Check each line of the entries. Copy the ones that contain the string "GpuContext".

*** Opening of Supplied entries ***

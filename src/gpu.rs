//! Headless device creation for the demo binary and the GPU tests.

use crate::ocean::{OceanSurface, ResourceError};

pub struct GpuContext {
  pub instance: wgpu::Instance,
  pub adapter: wgpu::Adapter,
  pub device: wgpu::Device,
  pub queue: wgpu::Queue,
}

impl GpuContext {
  /// Picks a high-performance adapter and requests a device with everything the ocean needs.
  pub async fn new() -> Result<Self, ResourceError> {
    let instance = wgpu::Instance::default();
    let adapter = instance
      .request_adapter(&wgpu::RequestAdapterOptions {
        power_preference: wgpu::PowerPreference::HighPerformance,
        compatible_surface: None,
        force_fallback_adapter: false,
      })
      .await
      .ok_or(ResourceError::NoAdapter)?;

    let info = adapter.get_info();
    log::info!("using adapter {} ({:?})", info.name, info.backend);

    let required_features = OceanSurface::required_features();
    let missing = required_features.difference(adapter.features());
    if !missing.is_empty() {
      return Err(ResourceError::MissingFeatures(missing));
    }

    let adapter_limits = adapter.limits();
    let required_limits = OceanSurface::required_limits();
    if adapter_limits.max_push_constant_size < required_limits.max_push_constant_size {
      return Err(ResourceError::PushConstantLimit {
        available: adapter_limits.max_push_constant_size,
        required: required_limits.max_push_constant_size,
      });
    }

    let (device, queue) = adapter
      .request_device(
        &wgpu::DeviceDescriptor {
          label: Some("Ocean device"),
          required_features,
          required_limits: required_limits.using_resolution(adapter_limits),
          memory_hints: wgpu::MemoryHints::Performance,
        },
        None,
      )
      .await?;

    Ok(Self {
      instance,
      adapter,
      device,
      queue,
    })
  }

  pub fn blocking() -> Result<Self, ResourceError> {
    pollster::block_on(Self::new())
  }
}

*** Close of Supplied entries ***

— Written reply —
pub struct GpuContext {
impl GpuContext {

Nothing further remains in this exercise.